◆ **Task objective**
Return the lines below that carry the word "config".

◆ **Data for review**
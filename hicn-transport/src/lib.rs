//! hICN transport protocols.
//!
//! This crate implements the consumer and producer sides of the hICN
//! transport: name-addressed interests are issued against a congestion
//! window, answered out of a bounded output cache, verified against signed
//! manifests and reassembled into an application byte stream — plus the
//! real-time (RTC) consumer/producer pair with NACK-driven loss recovery,
//! probing and rate control.
//!
//! I/O goes through a [`Portal`] over a pluggable module from `hicn-io`;
//! signing and verification come from `hicn-auth`.

pub mod config;
pub mod consumer;
pub mod error;
pub mod indexer;
pub mod manifest;
pub mod name;
pub mod output_buffer;
pub mod packet;
pub mod pit;
pub mod portal;
pub mod producer;
pub mod raaqm;
pub mod reassembly;
pub mod rtc;
pub mod secure;
pub mod stats;

pub use config::{ConsumerCallbacks, ConsumerConfig, ProducerCallbacks, ProducerConfig};
pub use consumer::{ConsumerState, StopHandle, StreamConsumer};
pub use error::TransportError;
pub use indexer::{IncrementalIndexer, Indexer, ManifestIndexer};
pub use name::{AddressFamily, Name, Prefix, INVALID_SUFFIX, MIN_PROBE_SUFFIX};
pub use packet::{ContentObject, Interest, NackPayload, Packet};
pub use portal::Portal;
pub use producer::StreamProducer;
pub use rtc::{RtcConsumer, RtcProducer};
pub use stats::TransportStatistics;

◆ **Response**
pub mod config;
pub use config::{ConsumerCallbacks, ConsumerConfig, ProducerCallbacks, ProducerConfig};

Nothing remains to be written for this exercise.